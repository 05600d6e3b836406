use crate::error::{
    ContextError,
    ParseError,
};
use serde::Serialize;
use serde_json::Value;
use std::collections::BTreeMap;

/// Names of the documents gathered during one cycle.
#[derive(
    Debug, Clone, Copy, PartialEq, Eq, Hash, PartialOrd, Ord, Serialize, strum::Display, strum::EnumIter,
)]
#[serde(rename_all = "snake_case")]
#[strum(serialize_all = "snake_case")]
pub enum CollectionKey {
    ClusterHealth,
    ClusterStats,
    Nodes,
    NodesStats,
    IndicesStats,
    ProxyStatus,
}

/// A decoded document, `None` when the fetch failed.
pub type Fetched = Option<Value>;

#[derive(Debug, Clone, PartialEq, Serialize)]
#[serde(untagged)]
pub enum Slot {
    /// Answer of a single node.
    Single(Fetched),
    /// One answer per endpoint, in endpoint order.
    PerHost(Vec<Fetched>),
}

impl Slot {
    fn kind(&self) -> &'static str {
        match self {
            Slot::Single(_) => "a single document",
            Slot::PerHost(_) => "a per-host list",
        }
    }
}

/// Documents gathered during one cycle. Every key is written at most once.
#[derive(Debug, Default, Clone, PartialEq, Serialize)]
pub struct CollectionContext {
    slots: BTreeMap<CollectionKey, Slot>,
}

impl CollectionContext {
    pub fn new() -> Self {
        Self::default()
    }

    pub fn insert(&mut self, key: CollectionKey, slot: Slot) -> Result<(), ContextError> {
        if self.slots.contains_key(&key) {
            return Err(ContextError::AlreadyCollected(key));
        }
        self.slots.insert(key, slot);
        Ok(())
    }

    pub fn get(&self, key: CollectionKey) -> Option<&Slot> {
        self.slots.get(&key)
    }

    pub fn len(&self) -> usize {
        self.slots.len()
    }

    pub fn is_empty(&self) -> bool {
        self.slots.is_empty()
    }

    /// The document stored under `key`, failing if it was never collected or the fetch failed.
    pub fn single(&self, key: CollectionKey) -> Result<&Value, ParseError> {
        match self.slots.get(&key) {
            None => Err(ParseError::NotCollected(key)),
            Some(Slot::Single(Some(value))) => Ok(value),
            Some(Slot::Single(None)) => Err(ParseError::Unavailable(key)),
            Some(other) => Err(ParseError::WrongShape {
                key,
                expected: "a single document",
                found: other.kind(),
            }),
        }
    }

    /// The per-host answers stored under `key`. Individual entries may be failure markers.
    pub fn per_host(&self, key: CollectionKey) -> Result<&[Fetched], ParseError> {
        match self.slots.get(&key) {
            None => Err(ParseError::NotCollected(key)),
            Some(Slot::PerHost(values)) => Ok(values),
            Some(other) => Err(ParseError::WrongShape {
                key,
                expected: "a per-host list",
                found: other.kind(),
            }),
        }
    }
}

#[cfg(test)]
mod tests {
    use super::*;
    use serde_json::json;

    #[test]
    fn keys_are_written_once() {
        let mut ctx = CollectionContext::new();
        ctx.insert(CollectionKey::ClusterHealth, Slot::Single(None)).unwrap();
        assert_eq!(
            ctx.insert(CollectionKey::ClusterHealth, Slot::Single(Some(json!({})))),
            Err(ContextError::AlreadyCollected(CollectionKey::ClusterHealth))
        );
        assert_eq!(ctx.get(CollectionKey::ClusterHealth), Some(&Slot::Single(None)));
    }

    #[test]
    fn typed_access_reports_why_a_document_is_unusable() {
        let mut ctx = CollectionContext::new();
        ctx.insert(CollectionKey::IndicesStats, Slot::Single(None)).unwrap();
        ctx.insert(CollectionKey::Nodes, Slot::PerHost(vec![None])).unwrap();

        assert_eq!(
            ctx.single(CollectionKey::IndicesStats),
            Err(ParseError::Unavailable(CollectionKey::IndicesStats))
        );
        assert_eq!(
            ctx.single(CollectionKey::ClusterStats),
            Err(ParseError::NotCollected(CollectionKey::ClusterStats))
        );
        assert!(matches!(
            ctx.single(CollectionKey::Nodes),
            Err(ParseError::WrongShape { .. })
        ));
        assert_eq!(ctx.per_host(CollectionKey::Nodes).unwrap(), &[None]);
    }

    #[test]
    fn keys_display_as_snake_case() {
        assert_eq!(CollectionKey::NodesStats.to_string(), "nodes_stats");
        assert_eq!(CollectionKey::ProxyStatus.to_string(), "proxy_status");
    }
}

----------

— WORK INSTRUCTIONS —
Determine how many lines in the entries above hold the string "under", then report that number and nothing further.

— SOLUTION FOR THIS PROBLEM —
2